• TASK TO COMPLETE:
Count, in the entries below, the lines in which "path" occurs. Give the number, nothing more.

Collected data entries
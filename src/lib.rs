//! Capability-based assembly of a shared container from chunk modules, and a
//! dataflow runner that executes node graphs against it.

pub mod assemble;
pub mod builtin;
pub mod chunk;
pub mod container;
pub mod error;
pub mod graph;
pub mod operation;
pub mod runner;

pub type Result<T> = anyhow::Result<T>;

pub use assemble::{AssembleOptions, assemble, assemble_descriptors, assemble_shared};
pub use chunk::{BuildCatalog, ModuleDescriptor};
pub use container::Container;
pub use graph::{Edge, Graph, Node};
pub use operation::{Message, Operation, Tool};
pub use runner::{Runner, compile};
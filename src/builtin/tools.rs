//! `tools`: registers the `ToolCall` operation and two stock tools.
//!
//! `ToolCall` looks up `config.tool` in the container's tool registry and calls
//! it with the message, overlaid with `config.args`. An object result is
//! returned as is; anything else is wrapped as `{"result": ...}`.

use serde_json::{Value, json};

use crate::container::Container;
use crate::error::OpError;
use crate::operation::{Message, kind_of};

use super::cache::token_count;

pub fn build(container: &mut Container, _settings: &Message) -> anyhow::Result<()> {
    let tools = container.tools_mut();
    tools.register_fn("echo", |args: &Value| Ok(args.clone()));
    tools.register_fn("word_count", |args: &Value| {
        Ok(json!({"words": token_count(args)}))
    });
    container.ops_mut().register_fn("ToolCall", op_tool_call);
    Ok(())
}

fn op_tool_call(message: Message, config: &Message, container: &Container) -> Result<Value, OpError> {
    let name = config
        .get("tool")
        .and_then(Value::as_str)
        .ok_or_else(|| OpError::Config("tool call requires 'tool' in config".into()))?;
    let tool = container.tools().get(name).ok_or_else(|| OpError::Tool {
        tool: name.to_string(),
        reason: "not registered".into(),
    })?;

    let mut args = message;
    match config.get("args") {
        None | Some(Value::Null) => {}
        Some(Value::Object(extra)) => args.extend(extra.clone()),
        Some(other) => {
            return Err(OpError::Config(format!("'args' must be an object, got {}", kind_of(other))));
        }
    }

    match tool.call(&Value::Object(args))? {
        out @ Value::Object(_) => Ok(out),
        other => Ok(json!({"result": other})),
    }
}

#[cfg(test)]
mod tests {
    use super::*;
    use crate::builtin::object;
    use pretty_assertions::assert_eq;

    fn container() -> Container {
        let mut c = Container::new(Message::new());
        build(&mut c, &Message::new()).unwrap();
        c.tools_mut()
            .register_fn("double", |args: &Value| Ok(json!(args["n"].as_i64().unwrap_or(0) * 2)));
        c
    }

    fn call(c: &Container, message: Value, config: Value) -> Result<Value, OpError> {
        c.ops().get("ToolCall").unwrap().call(object(message), &object(config), c)
    }

    #[test]
    fn args_overlay_the_message() {
        let c = container();
        let out = call(&c, json!({"a": 1, "b": 1}), json!({"tool": "echo", "args": {"b": 2}})).unwrap();
        assert_eq!(out, json!({"a": 1, "b": 2}));
    }

    #[test]
    fn scalar_results_are_wrapped() {
        let c = container();
        assert_eq!(call(&c, json!({"n": 4}), json!({"tool": "double"})).unwrap(), json!({"result": 8}));
        assert_eq!(
            call(&c, json!({"text": "one two three"}), json!({"tool": "word_count"})).unwrap(),
            json!({"words": 3})
        );
    }

    #[test]
    fn unknown_tool_fails() {
        let c = container();
        let err = call(&c, json!({}), json!({"tool": "nope"})).unwrap_err();
        assert!(matches!(err, OpError::Tool { ref tool, .. } if tool == "nope"));
    }
}
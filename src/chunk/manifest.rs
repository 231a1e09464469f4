//! Chunk manifests on disk.
//!
//! JSON shape:
//! {
//!   "provides": ["ops", "memory"],   // optional, list of strings
//!   "requires": [],                  // optional, list of strings
//!   "build": "memory",               // required, names a catalog entry
//!   "settings": { ... }              // optional, passed to the builder
//! }
//!
//! `load` only reads and parses; `validate` checks the contract. The two are
//! kept apart so the error says which half failed.

use std::collections::BTreeSet;
use std::path::Path;

use serde_json::Value;

use crate::error::AssembleError;
use crate::operation::{Message, kind_of};

use super::{BuildCatalog, ModuleDescriptor};

/// A parsed but not yet validated chunk file.
#[derive(Debug, Clone)]
pub struct ChunkManifest {
    pub raw: Value,
}

/// Read and parse a chunk file.
pub fn load(path: &Path) -> Result<ChunkManifest, AssembleError> {
    if !path.is_file() {
        return Err(AssembleError::Load {
            path: path.to_path_buf(),
            reason: "missing module file".to_string(),
        });
    }
    let text = std::fs::read_to_string(path).map_err(|e| AssembleError::Load {
        path: path.to_path_buf(),
        reason: format!("read failed: {e}"),
    })?;
    let raw = serde_json::from_str::<Value>(&text).map_err(|e| AssembleError::Load {
        path: path.to_path_buf(),
        reason: format!("parse failed: {e}"),
    })?;
    Ok(ChunkManifest { raw })
}

/// Check the chunk contract and bind its build entry point.
pub fn validate(
    path: &Path,
    manifest: &ChunkManifest,
    catalog: &BuildCatalog,
) -> Result<ModuleDescriptor, AssembleError> {
    let invalid = |reason: String| AssembleError::Validation {
        path: path.to_path_buf(),
        reason,
    };

    let Value::Object(doc) = &manifest.raw else {
        return Err(invalid(format!(
            "chunk must be a JSON object, got {}",
            kind_of(&manifest.raw)
        )));
    };

    let provides = string_set(doc.get("provides"), "provides").map_err(&invalid)?;
    let requires = string_set(doc.get("requires"), "requires").map_err(&invalid)?;

    let build = match doc.get("build") {
        Some(Value::String(name)) => catalog
            .get(name)
            .ok_or_else(|| invalid(format!("build entry point '{name}' is not registered")))?,
        Some(other) => {
            return Err(invalid(format!(
                "build must name a build entry point, got {}",
                kind_of(other)
            )));
        }
        None => return Err(invalid("build entry point is required".to_string())),
    };

    let settings = match doc.get("settings") {
        None | Some(Value::Null) => Message::new(),
        Some(Value::Object(map)) => map.clone(),
        Some(other) => {
            return Err(invalid(format!(
                "settings must be an object, got {}",
                kind_of(other)
            )));
        }
    };

    Ok(ModuleDescriptor {
        path: path.to_path_buf(),
        provides,
        requires,
        build,
        settings,
    })
}

fn string_set(value: Option<&Value>, field: &str) -> Result<BTreeSet<String>, String> {
    match value {
        None | Some(Value::Null) => Ok(BTreeSet::new()),
        Some(Value::Array(items)) => items
            .iter()
            .map(|item| match item {
                Value::String(s) => Ok(s.clone()),
                other => Err(format!("{field} items must be strings, got {}", kind_of(other))),
            })
            .collect(),
        Some(other) => Err(format!(
            "{field} must be a list of strings, got {}",
            kind_of(other)
        )),
    }
}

• RESULT OF THIS EXERCISE:
10